We tested this program prior to rollout. It did well without cannibalizing the core pharmacy section fixture. We also hope that this is a program that we can take to other retailers.

On the neutral front, let’s call it, is Borders, we announced on the road show and in the Q4 release, that we had been award the reading glass business at approximately 500 Borders’ stores and 400 Walden Book stores. We thought this reading glass program would ship in the first quarter, but it did not, which had a slight negative effect on gross margins. We currently expect it to ship in the second quarter.

Borders has had some financial issues, but this account is largely covered by credit insurance.

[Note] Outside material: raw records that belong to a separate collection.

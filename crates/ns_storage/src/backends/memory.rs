use std::sync::Arc;

use async_trait::async_trait;
use ns_core::storage::to_document;
use ns_core::{ComparativeReport, ReportStorage, Result};
use tokio::sync::RwLock;

use crate::StorageBackend;

#[derive(Debug, Default)]
struct MemoryStore {
    report: Option<Vec<u8>>,
    audio: Option<Vec<u8>>,
}

/// In-process storage for tests and dry runs.
#[derive(Debug, Clone)]
pub struct MemoryStorage {
    store: Arc<RwLock<MemoryStore>>,
    audio_location: String,
}

impl MemoryStorage {
    pub fn new() -> Self {
        Self {
            store: Arc::new(RwLock::new(MemoryStore::default())),
            audio_location: "memory://hindi_summary.mp3".to_string(),
        }
    }
}

impl Default for MemoryStorage {
    fn default() -> Self {
        Self::new()
    }
}

impl StorageBackend for MemoryStorage {
    fn describe(&self) -> String {
        "memory".to_string()
    }
}

#[async_trait]
impl ReportStorage for MemoryStorage {
    fn audio_location(&self) -> String {
        self.audio_location.clone()
    }

    async fn store_report(&self, report: &ComparativeReport) -> Result<()> {
        let document = to_document(report)?;
        self.store.write().await.report = Some(document);
        Ok(())
    }

    async fn load_report(&self) -> Result<Option<Vec<u8>>> {
        Ok(self.store.read().await.report.clone())
    }

    async fn store_audio(&self, audio: &[u8]) -> Result<()> {
        self.store.write().await.audio = Some(audio.to_vec());
        Ok(())
    }

    async fn load_audio(&self) -> Result<Option<Vec<u8>>> {
        Ok(self.store.read().await.audio.clone())
    }

    async fn clear_audio(&self) -> Result<()> {
        self.store.write().await.audio = None;
        Ok(())
    }
}
use std::fmt;
use std::sync::Arc;

use ns_core::{GenerationOptions, SpeechSynthesizer, TextGenerator, Voice};
use tracing::{info, warn};

pub mod google;

pub use google::{GoogleSpeechClient, ServiceAccount};

const TRANSLATION_UNAVAILABLE: &str = "Translation not available.";

/// Turns the final narrative into spoken Hindi. Without a synthesizer the
/// whole stage is skipped.
pub struct Narrator {
    generator: Arc<dyn TextGenerator>,
    synthesizer: Option<Arc<dyn SpeechSynthesizer>>,
    voice: Voice,
}

impl fmt::Debug for Narrator {
    fn fmt(&self, f: &mut fmt::Formatter<'_>) -> fmt::Result {
        f.debug_struct("Narrator")
            .field("generator", &self.generator.name())
            .field("synthesizer", &self.synthesizer.as_ref().map(|s| s.name().to_string()))
            .field("voice", &self.voice)
            .finish()
    }
}

impl Narrator {
    pub fn new(generator: Arc<dyn TextGenerator>, synthesizer: Option<Arc<dyn SpeechSynthesizer>>) -> Self {
        Self {
            generator,
            synthesizer,
            voice: Voice::default(),
        }
    }

    pub fn with_voice(mut self, voice: Voice) -> Self {
        self.voice = voice;
        self
    }

    pub fn is_enabled(&self) -> bool {
        self.synthesizer.is_some()
    }

    pub async fn translate(&self, text: &str) -> ns_core::Result<String> {
        let prompt = format!("Just Translate this text into Hindi: {}", text);
        let translated = self
            .generator
            .generate(&prompt, &GenerationOptions::default())
            .await?;
        let translated = translated.trim();
        if translated.is_empty() {
            Ok(TRANSLATION_UNAVAILABLE.to_string())
        } else {
            Ok(translated.to_string())
        }
    }

    /// Translates and speaks `text`. Any failure is logged and yields `None`.
    pub async fn narrate(&self, text: &str) -> Option<Vec<u8>> {
        let Some(synthesizer) = &self.synthesizer else {
            warn!("🔇 Speech credentials missing, skipping audio");
            return None;
        };

        let translated = match self.translate(text).await {
            Ok(translated) => translated,
            Err(e) => {
                warn!("⚠️ Translation failed: {}", e);
                return None;
            }
        };
        info!("🈯 Generated Hindi text: {}", translated);

        match synthesizer.synthesize(&translated, &self.voice).await {
            Ok(audio) if audio.is_empty() => {
                warn!("⚠️ {} returned no audio", synthesizer.name());
                None
            }
            Ok(audio) => {
                info!("🔊 Synthesized {} bytes of audio", audio.len());
                Some(audio)
            }
            Err(e) => {
                warn!("⚠️ Error generating audio: {}", e);
                None
            }
        }
    }
}

#[cfg(test)]
mod tests {
    use super::*;
    use async_trait::async_trait;
    use ns_core::{Error, Result};
    use std::sync::Mutex;

    #[derive(Debug)]
    struct Translator(Option<&'static str>);

    #[async_trait]
    impl TextGenerator for Translator {
        fn name(&self) -> &str {
            "Translator"
        }

        async fn generate(&self, prompt: &str, _options: &GenerationOptions) -> Result<String> {
            assert!(prompt.starts_with("Just Translate this text into Hindi: "));
            self.0
                .map(str::to_string)
                .ok_or_else(|| Error::Generation("offline".to_string()))
        }
    }

    #[derive(Debug, Default)]
    struct RecordingSynth {
        fail: bool,
        spoken: Mutex<Vec<(String, Voice)>>,
    }

    #[async_trait]
    impl SpeechSynthesizer for RecordingSynth {
        fn name(&self) -> &str {
            "Recording"
        }

        async fn synthesize(&self, text: &str, voice: &Voice) -> Result<Vec<u8>> {
            if self.fail {
                return Err(Error::Speech("quota exceeded".to_string()));
            }
            self.spoken.lock().unwrap().push((text.to_string(), voice.clone()));
            Ok(b"ID3".to_vec())
        }
    }

    #[tokio::test]
    async fn test_narrate_translates_then_speaks() {
        let synth = Arc::new(RecordingSynth::default());
        let speaker: Arc<dyn SpeechSynthesizer> = synth.clone();
        let narrator = Narrator::new(Arc::new(Translator(Some(" नमस्ते "))), Some(speaker));

        let audio = narrator.narrate("Hello").await;

        assert_eq!(audio, Some(b"ID3".to_vec()));
        let spoken = synth.spoken.lock().unwrap();
        assert_eq!(spoken[0].0, "नमस्ते");
        assert_eq!(spoken[0].1, Voice::default());
    }

    #[tokio::test]
    async fn test_without_synthesizer_nothing_happens() {
        let narrator = Narrator::new(Arc::new(Translator(None)), None);
        assert!(!narrator.is_enabled());
        assert_eq!(narrator.narrate("Hello").await, None);
    }

    #[tokio::test]
    async fn test_failures_are_swallowed() {
        let failing: Arc<dyn SpeechSynthesizer> =
            Arc::new(RecordingSynth { fail: true, ..RecordingSynth::default() });
        let narrator = Narrator::new(Arc::new(Translator(Some("नमस्ते"))), Some(failing));
        assert_eq!(narrator.narrate("Hello").await, None);

        let synth = Arc::new(RecordingSynth::default());
        let speaker: Arc<dyn SpeechSynthesizer> = synth.clone();
        let narrator = Narrator::new(Arc::new(Translator(None)), Some(speaker));
        assert_eq!(narrator.narrate("Hello").await, None);
        assert!(synth.spoken.lock().unwrap().is_empty());
    }

    #[tokio::test]
    async fn test_blank_translation_placeholder() {
        let narrator = Narrator::new(Arc::new(Translator(Some("  "))), None);
        assert_eq!(narrator.translate("Hello").await.unwrap(), TRANSLATION_UNAVAILABLE);
    }
}
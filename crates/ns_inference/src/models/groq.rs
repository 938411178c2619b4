use std::fmt;
use std::sync::Arc;

use async_trait::async_trait;
use ns_core::{Error, GenerationOptions, Result, TextGenerator};
use reqwest::Client;
use serde::{Deserialize, Serialize};

use crate::retry::RetryPolicy;

pub const DEFAULT_MODEL: &str = "llama-3.1-8b-instant";
const DEFAULT_BASE_URL: &str = "https://api.groq.com/openai/v1";

#[derive(Serialize)]
struct ChatMessage {
    role: String,
    content: String,
}

#[derive(Serialize)]
struct ChatRequest {
    model: String,
    messages: Vec<ChatMessage>,
    #[serde(skip_serializing_if = "Option::is_none")]
    max_tokens: Option<u32>,
}

#[derive(Deserialize)]
struct ChatResponse {
    choices: Vec<Choice>,
}

#[derive(Deserialize)]
struct Choice {
    message: Message,
}

#[derive(Deserialize)]
struct Message {
    #[serde(default)]
    content: Option<String>,
}

/// Chat-completions client for Groq's OpenAI-compatible endpoint.
pub struct GroqModel {
    client: Arc<Client>,
    api_key: String,
    model: String,
    base_url: String,
    retry: RetryPolicy,
}

impl fmt::Debug for GroqModel {
    fn fmt(&self, f: &mut fmt::Formatter<'_>) -> fmt::Result {
        f.debug_struct("GroqModel")
            .field("client", &"<reqwest::Client>")
            .field("api_key", &"<redacted>")
            .field("model", &self.model)
            .field("base_url", &self.base_url)
            .finish()
    }
}

impl GroqModel {
    pub fn new(client: Arc<Client>, api_key: Option<String>) -> Result<Self> {
        let api_key = api_key
            .filter(|k| !k.trim().is_empty())
            .ok_or_else(|| Error::Config("Groq API key is required".to_string()))?;

        Ok(Self {
            client,
            api_key,
            model: DEFAULT_MODEL.to_string(),
            base_url: DEFAULT_BASE_URL.to_string(),
            retry: RetryPolicy::default(),
        })
    }

    pub fn with_model(mut self, model: impl Into<String>) -> Self {
        self.model = model.into();
        self
    }

    pub fn with_base_url(mut self, base_url: impl Into<String>) -> Self {
        self.base_url = base_url.into().trim_end_matches('/').to_string();
        self
    }

    pub fn with_retry(mut self, retry: RetryPolicy) -> Self {
        self.retry = retry;
        self
    }

    fn request(&self, prompt: &str, options: &GenerationOptions) -> ChatRequest {
        ChatRequest {
            model: self.model.clone(),
            messages: vec![ChatMessage {
                role: "user".to_string(),
                content: prompt.to_string(),
            }],
            max_tokens: options.max_tokens,
        }
    }

    async fn call(&self, request: &ChatRequest) -> Result<String> {
        let response = self
            .client
            .post(format!("{}/chat/completions", self.base_url))
            .bearer_auth(&self.api_key)
            .json(request)
            .send()
            .await?;

        let status = response.status();
        if !status.is_success() {
            let body = response.text().await.unwrap_or_default();
            return Err(Error::Generation(format!("HTTP {}: {}", status, body)));
        }

        let response = response.json::<ChatResponse>().await?;
        Ok(response
            .choices
            .into_iter()
            .next()
            .and_then(|c| c.message.content)
            .unwrap_or_default())
    }
}

#[async_trait]
impl TextGenerator for GroqModel {
    fn name(&self) -> &str {
        "Groq"
    }

    async fn generate(&self, prompt: &str, options: &GenerationOptions) -> Result<String> {
        let request = self.request(prompt, options);
        self.retry.run("Groq completion", || self.call(&request)).await
    }
}
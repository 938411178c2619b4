use std::fmt;
use std::sync::Once;

use tracing_subscriber::EnvFilter;

static INIT: Once = Once::new();

/// Log handle for one report run. Every line carries the company and, inside
/// a stage, the stage name, e.g. `[Acme/audio] 🔇 ...`.
#[derive(Debug, Clone)]
pub struct ReportLog {
    company: String,
    stage: Option<&'static str>,
}

impl ReportLog {
    pub fn for_company(company: &str) -> Self {
        Self {
            company: company.to_string(),
            stage: None,
        }
    }

    pub fn stage(&self, stage: &'static str) -> Self {
        Self {
            company: self.company.clone(),
            stage: Some(stage),
        }
    }

    pub fn info(&self, message: impl fmt::Display) {
        tracing::info!(company = %self.company, "{} {}", self, message);
    }

    pub fn warn(&self, message: impl fmt::Display) {
        tracing::warn!(company = %self.company, "{} {}", self, message);
    }
}

impl fmt::Display for ReportLog {
    fn fmt(&self, f: &mut fmt::Formatter<'_>) -> fmt::Result {
        match self.stage {
            Some(stage) => write!(f, "[{}/{}]", self.company, stage),
            None => write!(f, "[{}]", self.company),
        }
    }
}

/// Installs the fmt subscriber, filtered by `RUST_LOG` (default `info`).
/// Later calls, or a subscriber installed elsewhere, leave things as they are.
pub fn init_logging() {
    INIT.call_once(|| {
        let filter = EnvFilter::try_from_default_env().unwrap_or_else(|_| EnvFilter::new("info"));
        let _ = tracing_subscriber::fmt().with_env_filter(filter).try_init();
    });
}
use std::sync::Arc;
use std::time::Duration;

use ns_core::{Error, Result, TextClassifier, TextGenerator};
use reqwest::Client;
use tracing::info;

use crate::InferenceConfig;

pub mod dummy;
pub mod groq;
pub mod huggingface;
pub mod ollama;

pub use dummy::{DummyModel, DummyTask};
pub use groq::GroqModel;
pub use huggingface::HuggingFaceClassifier;
pub use ollama::{OllamaModel, OllamaModelConfig};

/// Shared HTTP client for every hosted model.
pub fn http_client(config: &InferenceConfig) -> Result<Arc<Client>> {
    let client = Client::builder()
        .timeout(config.retry.timeout + Duration::from_secs(5))
        .build()?;
    Ok(Arc::new(client))
}

pub fn create_generator(config: &InferenceConfig, client: Arc<Client>) -> Result<Arc<dyn TextGenerator>> {
    let generator: Arc<dyn TextGenerator> = match config.generator.as_str() {
        "groq" => {
            let mut model = GroqModel::new(client, config.groq_api_key.clone())?
                .with_retry(config.retry.clone());
            if let Some(name) = &config.generator_model {
                model = model.with_model(name.clone());
            }
            Arc::new(model)
        }
        "ollama" => {
            let model_config = OllamaModelConfig::from_url(config.model_url.as_deref())?;
            Arc::new(OllamaModel::new(model_config)?.with_retry(config.retry.clone()))
        }
        "dummy" => Arc::new(DummyModel::sentiment()),
        other => {
            return Err(Error::Config(format!(
                "unknown generator '{}'. Available generators: groq, ollama, dummy",
                other
            )))
        }
    };
    info!("🧠 Generator ready (using {})", generator.name());
    Ok(generator)
}

fn create_classifier(
    config: &InferenceConfig,
    client: Arc<Client>,
    model: &str,
    task: DummyTask,
) -> Result<Arc<dyn TextClassifier>> {
    let classifier: Arc<dyn TextClassifier> = match config.classifier.as_str() {
        "huggingface" => Arc::new(
            HuggingFaceClassifier::new(client, config.hf_api_token.clone(), model)
                .with_retry(config.retry.clone()),
        ),
        "dummy" => Arc::new(DummyModel::new(task)),
        other => {
            return Err(Error::Config(format!(
                "unknown classifier '{}'. Available classifiers: huggingface, dummy",
                other
            )))
        }
    };
    info!("🏷️ Classifier ready (using {})", classifier.name());
    Ok(classifier)
}

pub fn create_sentiment_classifier(config: &InferenceConfig, client: Arc<Client>) -> Result<Arc<dyn TextClassifier>> {
    create_classifier(config, client, huggingface::SENTIMENT_MODEL, DummyTask::Sentiment)
}

pub fn create_topic_classifier(config: &InferenceConfig, client: Arc<Client>) -> Result<Arc<dyn TextClassifier>> {
    create_classifier(config, client, huggingface::TOPIC_MODEL, DummyTask::Topics)
}
use std::fmt;
#[cfg(feature = "ollama")]
use std::sync::Arc;

use ns_core::{Error, GenerationOptions, Result, TextGenerator};
use url::Url;

use crate::retry::RetryPolicy;

#[cfg(feature = "ollama")]
use {
    anyhow::anyhow,
    langchain_rust::language_models::llm::LLM,
    langchain_rust::llm::client::GenerationOptions as OllamaOptions,
    langchain_rust::llm::ollama::client::{Ollama, OllamaClient},
};

const DEFAULT_URL: &str = "http://localhost:11434/llama3.1:8b";

#[derive(Debug, Clone, PartialEq)]
pub struct OllamaModelConfig {
    ollama_host: String,
    ollama_port: u16,
    model_name: String,
}

impl Default for OllamaModelConfig {
    fn default() -> Self {
        Self {
            ollama_host: "http://localhost".to_string(),
            ollama_port: 11434,
            model_name: "llama3.1:8b".to_string(),
        }
    }
}

impl OllamaModelConfig {
    /// Reads `scheme://host:port/model`; missing parts keep their defaults.
    pub fn from_url(url: Option<&str>) -> Result<Self> {
        let parsed = Url::parse(url.unwrap_or(DEFAULT_URL))
            .map_err(|e| Error::Config(format!("invalid Ollama URL: {}", e)))?;
        let defaults = Self::default();

        let model_name = parsed.path().trim_start_matches('/').to_string();

        Ok(Self {
            ollama_host: format!(
                "{}://{}",
                parsed.scheme(),
                parsed.host_str().unwrap_or("localhost")
            ),
            ollama_port: parsed.port().unwrap_or(defaults.ollama_port),
            model_name: if model_name.is_empty() {
                defaults.model_name
            } else {
                model_name
            },
        })
    }

    pub fn host(&self) -> &str {
        &self.ollama_host
    }

    pub fn port(&self) -> u16 {
        self.ollama_port
    }

    pub fn model_name(&self) -> &str {
        &self.model_name
    }
}

/// Local generation through an Ollama server, driven by langchain-rust.
pub struct OllamaModel {
    config: OllamaModelConfig,
    retry: RetryPolicy,
    #[cfg(feature = "ollama")]
    client: Arc<OllamaClient>,
}

impl fmt::Debug for OllamaModel {
    fn fmt(&self, f: &mut fmt::Formatter<'_>) -> fmt::Result {
        f.debug_struct("OllamaModel")
            .field("config", &self.config)
            .field("retry", &self.retry)
            .finish()
    }
}

impl OllamaModel {
    pub fn new(config: OllamaModelConfig) -> Result<Self> {
        #[cfg(feature = "ollama")]
        {
            let client = Arc::new(OllamaClient::new(config.host().to_string(), config.port()));
            Ok(Self {
                config,
                retry: RetryPolicy::default(),
                client,
            })
        }
        #[cfg(not(feature = "ollama"))]
        {
            Err(Error::Config(format!(
                "Ollama support ({}) requires building with the `ollama` feature",
                config.model_name()
            )))
        }
    }

    pub fn with_retry(mut self, retry: RetryPolicy) -> Self {
        self.retry = retry;
        self
    }
}

#[async_trait::async_trait]
impl TextGenerator for OllamaModel {
    fn name(&self) -> &str {
        "Ollama"
    }

    async fn generate(&self, prompt: &str, options: &GenerationOptions) -> Result<String> {
        #[cfg(feature = "ollama")]
        {
            let mut generation = OllamaOptions::default();
            if let Some(max_tokens) = options.max_tokens {
                generation = generation.num_predict(max_tokens as i32);
            }
            let ollama = Ollama::new(
                self.client.clone(),
                self.config.model_name().to_string(),
                Some(generation),
            );
            self.retry
                .run("Ollama completion", || async {
                    ollama.invoke(prompt).await.map_err(|e| {
                        Error::External(anyhow!(
                            "Ollama at {}:{} failed: {}. Is the model '{}' installed?",
                            self.config.host(),
                            self.config.port(),
                            e,
                            self.config.model_name()
                        ))
                    })
                })
                .await
        }
        #[cfg(not(feature = "ollama"))]
        {
            let _ = (prompt, options);
            Err(Error::Config("built without the `ollama` feature".to_string()))
        }
    }
}

#[cfg(test)]
mod tests {
    use super::*;

    #[test]
    fn test_config_from_url() {
        let config = OllamaModelConfig::from_url(Some("http://gpu-box:11500/gemma3:12b")).unwrap();
        assert_eq!(config.host(), "http://gpu-box");
        assert_eq!(config.port(), 11500);
        assert_eq!(config.model_name(), "gemma3:12b");
    }

    #[test]
    fn test_config_defaults() {
        let config = OllamaModelConfig::from_url(None).unwrap();
        assert_eq!(config, OllamaModelConfig::default());

        let config = OllamaModelConfig::from_url(Some("http://localhost")).unwrap();
        assert_eq!(config.model_name(), "llama3.1:8b");
        assert_eq!(config.port(), 11434);

        assert!(OllamaModelConfig::from_url(Some("not a url")).is_err());
    }
}
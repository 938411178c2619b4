//! Lenient reading of JSON that a language model was asked to produce.

use serde::de::DeserializeOwned;
use serde_json::{Map, Value};
use tracing::warn;

/// Parses `response` as a JSON object. Falls back to the outermost `{...}`
/// span when the model wrapped the object in prose or code fences, and to an
/// empty object when nothing parses.
pub fn extract_json(response: &str) -> Map<String, Value> {
    if let Ok(Value::Object(map)) = serde_json::from_str::<Value>(response.trim()) {
        return map;
    }

    if let (Some(start), Some(end)) = (response.find('{'), response.rfind('}')) {
        if start < end {
            if let Ok(Value::Object(map)) = serde_json::from_str::<Value>(&response[start..=end]) {
                return map;
            }
        }
    }

    Map::new()
}

/// Reads `key` from a model response as `T`, or returns `fallback` (logging why).
pub fn field_or<T: DeserializeOwned>(response: &str, key: &str, fallback: T) -> T {
    let map = extract_json(response);
    match map.get(key) {
        Some(value) => match serde_json::from_value(value.clone()) {
            Ok(parsed) => parsed,
            Err(e) => {
                warn!("⚠️ Model output for {:?} has the wrong shape ({}), using fallback", key, e);
                fallback
            }
        },
        None => {
            warn!("⚠️ Model output has no {:?} key, using fallback", key);
            fallback
        }
    }
}

#[cfg(test)]
mod tests {
    use super::*;

    #[test]
    fn test_extract_plain_object() {
        let map = extract_json(r#"{"CommonTopics": ["Finance"]}"#);
        assert_eq!(map["CommonTopics"][0], "Finance");
    }

    #[test]
    fn test_extract_fenced_object() {
        let response = "Here you go:\n```json\n{\"CommonTopics\": [\"Finance\", \"Legal\"]}\n```";
        let map = extract_json(response);
        assert_eq!(map["CommonTopics"].as_array().unwrap().len(), 2);
    }

    #[test]
    fn test_garbage_yields_empty_object() {
        assert!(extract_json("I cannot answer that.").is_empty());
        assert!(extract_json("} nonsense {").is_empty());
        assert!(extract_json("[1, 2, 3]").is_empty());
    }

    #[test]
    fn test_field_or_fallbacks() {
        let fallback = vec!["Finance".to_string()];
        let topics: Vec<String> = field_or("not json", "CommonTopics", fallback.clone());
        assert_eq!(topics, fallback);

        let topics: Vec<String> = field_or(r#"{"CommonTopics": "Finance"}"#, "CommonTopics", fallback.clone());
        assert_eq!(topics, fallback);

        let topics: Vec<String> = field_or(r#"{"CommonTopics": ["Markets"]}"#, "CommonTopics", fallback);
        assert_eq!(topics, vec!["Markets".to_string()]);
    }
}
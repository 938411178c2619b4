use std::fmt;

use ns_core::{Classification, GenerationOptions, Result, TextClassifier, TextGenerator};

const POSITIVE_WORDS: &[&str] = &[
    "soar", "surge", "gain", "profit", "growth", "record", "rally", "beat", "upgrade", "win",
];
const NEGATIVE_WORDS: &[&str] = &[
    "lawsuit", "loss", "fall", "plunge", "probe", "fraud", "fine", "cut", "crash", "downgrade",
];
const TOPIC_WORDS: &[(&str, &[&str])] = &[
    ("Finance", &["profit", "revenue", "earnings", "loss", "results", "quarter"]),
    ("Markets", &["stock", "share", "market", "investor", "rally", "soar"]),
    ("Legal", &["lawsuit", "court", "probe", "regulator", "fine", "fraud"]),
    ("Technology", &["ai", "software", "chip", "cloud", "electric", "launch"]),
    ("Business", &["deal", "merger", "acquisition", "partnership", "expansion"]),
];

#[derive(Debug, Clone, Copy, PartialEq, Eq)]
pub enum DummyTask {
    Sentiment,
    Topics,
}

/// Offline stand-in for every model: keyword matching for classification and
/// a first-line echo for generation.
pub struct DummyModel {
    task: DummyTask,
}

impl fmt::Debug for DummyModel {
    fn fmt(&self, f: &mut fmt::Formatter<'_>) -> fmt::Result {
        f.debug_struct("DummyModel").field("task", &self.task).finish()
    }
}

impl DummyModel {
    pub fn new(task: DummyTask) -> Self {
        Self { task }
    }

    pub fn sentiment() -> Self {
        Self::new(DummyTask::Sentiment)
    }

    pub fn topics() -> Self {
        Self::new(DummyTask::Topics)
    }

    fn count_hits(words: &[&str], text: &str) -> usize {
        text.split(|c: char| !c.is_alphanumeric())
            .filter(|token| !token.is_empty())
            .filter(|token| words.iter().any(|w| token.starts_with(w)))
            .count()
    }

    fn sentiment_labels(text: &str) -> Vec<Classification> {
        let positive = Self::count_hits(POSITIVE_WORDS, text);
        let negative = Self::count_hits(NEGATIVE_WORDS, text);
        let total = (positive + negative) as f64;

        let (label, score) = if positive > negative {
            ("Positive", 0.5 + 0.5 * positive as f64 / total)
        } else if negative > positive {
            ("Negative", 0.5 + 0.5 * negative as f64 / total)
        } else {
            ("Neutral", 0.5)
        };
        vec![Classification::new(label, score)]
    }

    fn topic_labels(text: &str) -> Vec<Classification> {
        let mut labels: Vec<Classification> = TOPIC_WORDS
            .iter()
            .filter_map(|(topic, words)| {
                let hits = Self::count_hits(words, text);
                (hits > 0).then(|| Classification::new(*topic, hits as f64))
            })
            .collect();
        // stable sort keeps table order for ties
        labels.sort_by(|a, b| b.score.total_cmp(&a.score));
        let total: f64 = labels.iter().map(|l| l.score).sum();
        for label in &mut labels {
            label.score /= total;
        }
        labels
    }
}

#[async_trait::async_trait]
impl TextClassifier for DummyModel {
    fn name(&self) -> &str {
        "Dummy"
    }

    async fn classify(&self, text: &str, top_k: usize) -> Result<Vec<Classification>> {
        let text = text.to_lowercase();
        let mut labels = match self.task {
            DummyTask::Sentiment => Self::sentiment_labels(&text),
            DummyTask::Topics => Self::topic_labels(&text),
        };
        labels.truncate(top_k);
        Ok(labels)
    }
}

#[async_trait::async_trait]
impl TextGenerator for DummyModel {
    fn name(&self) -> &str {
        "Dummy"
    }

    async fn generate(&self, prompt: &str, options: &GenerationOptions) -> Result<String> {
        let line = prompt
            .lines()
            .map(str::trim)
            .find(|l| !l.is_empty())
            .unwrap_or_default();
        let words: Vec<&str> = line.split_whitespace().collect();
        let limit = options.max_tokens.map(|t| t as usize).unwrap_or(words.len());
        Ok(words.into_iter().take(limit).collect::<Vec<_>>().join(" "))
    }
}
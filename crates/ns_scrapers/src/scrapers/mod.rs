use async_trait::async_trait;
use ns_core::{FetchError, RawArticle};

pub mod economictimes;

pub use economictimes::EconomicTimesScraper;

pub const DEFAULT_ARTICLE_LIMIT: usize = 10;

#[async_trait]
pub trait NewsSource: Send + Sync {
    /// Returns the name of the news source
    fn source(&self) -> &str;

    /// Fetches up to `limit` recent stories about `company`, in page order.
    async fn fetch_articles(&self, company: &str, limit: usize) -> Result<Vec<RawArticle>, FetchError>;
}

/// Common utilities for scrapers
pub(crate) mod utils {
    use ns_core::FetchError;
    use scraper::{ElementRef, Selector};

    pub fn selector(css: &str) -> Result<Selector, FetchError> {
        Selector::parse(css).map_err(|e| FetchError::Markup(format!("invalid selector {:?}: {}", css, e)))
    }

    /// Text of the first match under `root`, each text node trimmed.
    pub fn first_text(root: &ElementRef<'_>, selector: &Selector) -> Option<String> {
        root.select(selector)
            .next()
            .map(|el| el.text().map(str::trim).collect::<String>())
    }
}
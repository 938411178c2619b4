use axum::{
    routing::{get, post},
    Router,
};
use std::sync::Arc;
use tower_http::cors::CorsLayer;

pub mod error;
pub mod handlers;
pub mod state;

pub use error::ApiError;
pub use state::AppState;

pub fn create_app(state: AppState) -> Router {
    let cors = CorsLayer::permissive();

    Router::new()
        .route("/", get(handlers::home))
        .route("/generateSummary", post(handlers::generate_summary))
        .route("/downloadJson", get(handlers::download_json))
        .route("/downloadHindiAudio", get(handlers::download_audio))
        .layer(cors)
        .with_state(Arc::new(state))
}

pub mod prelude {
    pub use crate::{create_app, ApiError, AppState};
    pub use ns_core::{ComparativeReport, Error, Result};
}
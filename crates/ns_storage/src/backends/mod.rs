pub mod file;
pub mod memory;

pub use file::{FileConfig, FileStorage};
pub use memory::MemoryStorage;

This program is worth $4-5 million in annual revenues, and it is at good margins. It will be good to finally ship this, and it should favorably impact Q2 results.

On the Wal-Mart front, we were recently informed that they have elected to direct import the opening price point portion of their fixture beginning in mid September. Currently this product is not sold under the Magnivision name. It is on a fixture owned by Wal-Mart, and it is not serviced or replenished by us, also, Wal-Mart is virtually our only major account for whom we don’t have a contract.

While we are not happy about this news, we have been assured by Wal-Mart that they don’t intend to go direct on the entire fixture, but will depend largely on us to provide branded, fashionable product. This represents $3-4 million of lost business over the last half of the third quarter and the fourth quarter, and the EPS impact this year is $0.06-0.07. Full-year impact would be in the $8-10 million top-line range and $0.13-0.15 of EPS.

We don’t like losing any business, obviously, but we do not think we are vulnerable to this type of loss elsewhere where we use our brand, provide service and the fixture, and most importantly we are under long-term contract.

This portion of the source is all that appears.